Some highlights from the Q&A session after the screening of “Do The Right Thing” Friday night at Ebertfest:

— Director Spike Lee praised Roger Ebert for supporting the film when other white critics concentrated on the damage done to a white-owned pizzeria instead of the death of a major black character at the hands of the New York police.

Chaz Ebert said her husband lauded the even-handed treatment of race relations in a movie that famously ends with contrasting quotes by the Rev. Martin Luther King Jr. and Malcom X.

Lee noted in particular that some white critics worried about black audiences seeing the film because they thought the Malcolm X quote “was a coded message for us to riot.”

He noted that the quotes were added in post-production. The film does not tell viewers what to think, Lee said. He wanted the audience to determine what the right thing is, using complex characters in opposition, such as Sal the pizzeria owner, and Buggin’ Out, who calls for a boycott of Sal’s place.
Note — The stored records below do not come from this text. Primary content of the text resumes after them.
mod common;

use std::time::Duration;

use cafe::{Amount, BrowserSession, CafeController, CafeTimings, CartSnapshot, Error, MessageTemplate};
use common::{Event, FakePage, Node, Product, product};
use serde_json::Value;
use tokio::time::Instant;

const PAGE_URL: &str = "http://localhost:8080/";
const PACE: Duration = Duration::from_secs(1);

fn menu() -> Vec<Product> {
	vec![
		product("Tinto", "$1.500", 1500),
		product("Empanada", "$2.000", 2000),
		product("Tinto Doble", "$2.500", 2500),
	]
}

fn session(page: &FakePage) -> BrowserSession<FakePage> {
	BrowserSession::from_driver(page.clone())
}

fn quantity(cart: &CartSnapshot, name: &str) -> Option<u32> {
	cart.items.iter().find(|item| item.name == name).map(|item| item.quantity)
}

#[tokio::test(start_paused = true)]
async fn three_buttons_clicked_once_each_count_three() {
	let page = FakePage::cafeteria(menu());
	let mut session = session(&page);
	let mut cafe = CafeController::new(&mut session);

	cafe.open(PAGE_URL).await.unwrap();
	for index in 0..3 {
		cafe.add_by_index(index, PACE).await.unwrap();
	}

	let cart = cafe.read_cart().await.unwrap();
	assert_eq!(cart.count, 3);
	assert_eq!(cart.items.len(), 3);
	assert_eq!(cart.total, Amount(6000.0));
	assert_eq!(cafe.cart_badge().await.unwrap(), 3);
}

#[tokio::test(start_paused = true)]
async fn same_index_twice_then_next_counts_three() {
	let page = FakePage::cafeteria(menu());
	let mut session = session(&page);
	let mut cafe = CafeController::new(&mut session);

	cafe.open(PAGE_URL).await.unwrap();
	cafe.add_by_index(0, PACE).await.unwrap();
	cafe.add_by_index(0, PACE).await.unwrap();
	cafe.add_by_index(1, PACE).await.unwrap();

	let cart = cafe.read_cart().await.unwrap();
	assert_eq!(cart.count, 3);
	assert_eq!(cart.items.iter().map(|item| item.quantity).sum::<u32>(), 3);
	assert_eq!(quantity(&cart, "Tinto"), Some(2));
	assert_eq!(quantity(&cart, "Empanada"), Some(1));
	assert_eq!(cafe.cart_badge().await.unwrap(), 3);
}

#[tokio::test(start_paused = true)]
async fn open_settles_after_render() {
	let page = FakePage::cafeteria(menu());
	let mut session = session(&page);
	let mut cafe = CafeController::new(&mut session);

	let start = Instant::now();
	cafe.open(PAGE_URL).await.unwrap();
	assert!(start.elapsed() >= Duration::from_millis(800), "elapsed {:?}", start.elapsed());
	assert_eq!(page.state().clicks, 0);
}

#[tokio::test(start_paused = true)]
async fn each_click_scrolls_then_probes_then_paces() {
	let page = FakePage::cafeteria(menu());
	let mut session = session(&page);
	let mut cafe = CafeController::new(&mut session);
	cafe.open(PAGE_URL).await.unwrap();

	let start = Instant::now();
	cafe.add_by_name("Empanada", 2, PACE).await.unwrap();
	let per_click = CafeTimings::default().scroll_settle + PACE;
	assert!(start.elapsed() >= per_click * 2, "elapsed {:?}", start.elapsed());

	let button = Node::CardButton(1);
	let round = [Event::Scroll(button.clone()), Event::Probe(button.clone()), Event::Click(button)];
	let expected: Vec<Event> = round.iter().chain(round.iter()).cloned().collect();
	assert_eq!(page.state().events, expected);

	let start = Instant::now();
	cafe.add_by_index(2, PACE).await.unwrap();
	assert!(start.elapsed() >= per_click, "elapsed {:?}", start.elapsed());
	assert_eq!(page.state().events[6..], [
		Event::Scroll(Node::AddButton(2)),
		Event::Probe(Node::AddButton(2)),
		Event::Click(Node::AddButton(2)),
	]);
}

#[tokio::test(start_paused = true)]
async fn obscured_button_is_clicked_once_it_clears() {
	let page = FakePage::cafeteria(menu());
	let mut session = session(&page);
	let mut cafe = CafeController::new(&mut session);
	cafe.open(PAGE_URL).await.unwrap();
	page.state().obscured_probes = 2;

	cafe.add_by_index(0, PACE).await.unwrap();

	let button = Node::AddButton(0);
	assert_eq!(page.state().events, vec![
		Event::Scroll(button.clone()),
		Event::Probe(button.clone()),
		Event::Probe(button.clone()),
		Event::Probe(button.clone()),
		Event::Click(button),
	]);
}

#[tokio::test(start_paused = true)]
async fn never_clickable_button_times_out_without_click() {
	let page = FakePage::cafeteria(menu());
	let mut session = session(&page);
	let mut cafe = CafeController::new(&mut session);
	cafe.open(PAGE_URL).await.unwrap();
	page.state().obscured_probes = u32::MAX;

	let err = cafe.add_by_index(0, PACE).await.unwrap_err();
	assert!(err.is_timeout(), "{err:?}");
	assert!(err.to_string().contains("clickable"));
	assert_eq!(page.state().clicks, 0);
	assert!(!page.state().events.iter().any(|event| matches!(event, Event::Click(_))));
	assert!(cafe.read_cart().await.unwrap().is_empty());
}

#[tokio::test(start_paused = true)]
async fn index_past_batch_is_out_of_range() {
	let page = FakePage::cafeteria(menu());
	let mut session = session(&page);
	let mut cafe = CafeController::new(&mut session);
	cafe.open(PAGE_URL).await.unwrap();

	let err = cafe.add_by_index(3, PACE).await.unwrap_err();
	assert!(matches!(err, Error::OutOfRange { index: 3, len: 3 }));
	assert_eq!(page.state().clicks, 0);
}

#[tokio::test(start_paused = true)]
async fn name_selection_takes_first_match_and_repeats() {
	let page = FakePage::cafeteria(menu());
	let mut session = session(&page);
	let mut cafe = CafeController::new(&mut session);
	cafe.open(PAGE_URL).await.unwrap();

	let label = cafe.add_by_name("Tinto", 2, PACE).await.unwrap();
	assert_eq!(label, "Tinto");

	let cart = cafe.read_cart().await.unwrap();
	assert_eq!(quantity(&cart, "Tinto"), Some(2));
	assert_eq!(quantity(&cart, "Tinto Doble"), None);

	let rendered = MessageTemplate::default().render(&cafe.read_menu().await.unwrap(), Some(&cart));
	assert!(rendered.contains("Tinto x2 - $3,000"));
	assert!(rendered.contains("Total: $3,000"));
}

#[tokio::test(start_paused = true)]
async fn name_selection_skips_unlabelled_cards() {
	let mut products = menu();
	products[0].name = None;
	let page = FakePage::cafeteria(products);
	let mut session = session(&page);
	let mut cafe = CafeController::new(&mut session);
	cafe.open(PAGE_URL).await.unwrap();

	let label = cafe.add_by_name("Tinto", 1, PACE).await.unwrap();
	assert_eq!(label, "Tinto Doble");
}

#[tokio::test(start_paused = true)]
async fn unknown_name_is_not_found_and_cart_untouched() {
	let page = FakePage::cafeteria(menu());
	let mut session = session(&page);
	let mut cafe = CafeController::new(&mut session);
	cafe.open(PAGE_URL).await.unwrap();

	match cafe.add_by_name("Arepa", 1, PACE).await {
		Err(Error::NotFound { query }) => assert_eq!(query, "Arepa"),
		other => panic!("expected NotFound, got {other:?}"),
	}
	assert!(cafe.read_cart().await.unwrap().is_empty());
}

#[tokio::test(start_paused = true)]
async fn page_that_never_renders_times_out() {
	let page = FakePage::cafeteria(menu());
	page.state().renders = false;
	let mut session = session(&page);
	let mut cafe = CafeController::new(&mut session);

	let start = tokio::time::Instant::now();
	let err = cafe.open(PAGE_URL).await.unwrap_err();
	assert!(err.is_timeout());
	assert!(err.to_string().contains("cart-badge"));
	assert!(start.elapsed() >= Duration::from_secs(15));
	drop(cafe);
	assert!(!session.is_released());
}

#[tokio::test(start_paused = true)]
async fn reads_are_best_effort() {
	let page = FakePage::cafeteria(menu());
	let mut session = session(&page);
	let mut cafe = CafeController::new(&mut session);

	// before navigation nothing is published
	assert!(cafe.read_menu().await.unwrap().is_empty());
	assert!(cafe.read_cart().await.unwrap().is_empty());

	cafe.open(PAGE_URL).await.unwrap();
	page.state().cart_payload = Some(Value::String("{\"items\": [".to_string()));
	page.state().menu_payload = Some(Value::String("{\"not\": \"a list\"}".to_string()));
	assert!(cafe.read_cart().await.unwrap().is_empty());
	assert!(cafe.read_menu().await.unwrap().is_empty());

	page.state().instrumented = false;
	assert_eq!(cafe.read_cart().await.unwrap().count, 0);
}

#[tokio::test(start_paused = true)]
async fn reads_do_not_mutate() {
	let page = FakePage::cafeteria(menu());
	let mut session = session(&page);
	let mut cafe = CafeController::new(&mut session);
	cafe.open(PAGE_URL).await.unwrap();
	cafe.add_by_index(1, PACE).await.unwrap();

	let first = cafe.read_cart().await.unwrap();
	let second = cafe.read_cart().await.unwrap();
	assert_eq!(first, second);
	assert_eq!(cafe.read_menu().await.unwrap(), cafe.read_menu().await.unwrap());
	assert_eq!(page.state().clicks, 1);
}

#[tokio::test(start_paused = true)]
async fn blank_badge_reads_zero_and_panels_open() {
	let page = FakePage::cafeteria(menu());
	let mut session = session(&page);
	let mut cafe = CafeController::new(&mut session);
	cafe.open(PAGE_URL).await.unwrap();

	assert_eq!(cafe.cart_badge().await.unwrap(), 0);
	cafe.open_cart_panel().await.unwrap();
	cafe.open_report().await.unwrap();
	assert!(page.state().panel_open);
	assert!(page.state().report_open);
}

#[tokio::test(start_paused = true)]
async fn compose_message_includes_cart_on_request() {
	let page = FakePage::cafeteria(menu());
	let mut session = session(&page);
	let mut cafe = CafeController::new(&mut session);
	cafe.open(PAGE_URL).await.unwrap();
	cafe.add_by_index(0, PACE).await.unwrap();

	let template = MessageTemplate::default();
	let menu_only = cafe.compose_message(&template, false).await.unwrap();
	assert!(menu_only.contains("Empanada - $2.000"));
	assert!(!menu_only.contains("Total"));

	let with_cart = cafe.compose_message(&template, true).await.unwrap();
	assert!(with_cart.contains("  • Tinto x1 - $1,500"));
}

#[tokio::test(start_paused = true)]
async fn release_is_idempotent_and_blocks_further_use() {
	let page = FakePage::cafeteria(menu());
	let mut session = session(&page);

	session.release().await.unwrap();
	session.release().await.unwrap();
	assert!(session.is_released());
	assert_eq!(page.state().closed, 1);

	let mut cafe = CafeController::new(&mut session);
	assert!(matches!(cafe.open(PAGE_URL).await, Err(Error::SessionReleased)));
	assert!(matches!(cafe.read_cart().await, Err(Error::SessionReleased)));
}
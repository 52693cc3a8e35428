//! Help output colors, matching cargo.

use clap::builder::Styles;
use clap::builder::styling::AnsiColor;

/// Green bold headers and usage; cyan for everything the user types.
pub fn cli_styles() -> Styles {
	Styles::styled()
		.header(AnsiColor::Green.on_default().bold())
		.usage(AnsiColor::Green.on_default().bold())
		.literal(AnsiColor::Cyan.on_default())
		.placeholder(AnsiColor::Cyan.on_default())
		.valid(AnsiColor::Cyan.on_default())
}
— He and Chaz Ebert talked about the actors who started their careers in the film, including Rosie Perez, Martin Lawrence, Giancarlo Esposito and Samuel L. Jackson — who was in the credits as “Sam Jackson.”

— Lee noted that his film accurately predicted the gentrification of his neighborhood in the Brooklyn borough of New York, with a character played by John Savage.

He said he would have played for the Mets, but “my genetics conspired against me.”

— Chaz Ebert pointed out that Lee was called “an angry black man.”

“If you really want to see me angry, see me courtside at a Knicks game,” he responded.

He added that labels helped critics diminish the work of artists.

“This is a very angry movie,” he added.

— Lee said he couldn’t “get ‘Malcolm X’ made today unless we had Denzel (Washington) in tights and a cape.”

Lee also said he couldn't get some movies made today because of "bean-counters" who only care about special effects, and that it was "criminal" to watch a movie on a phone.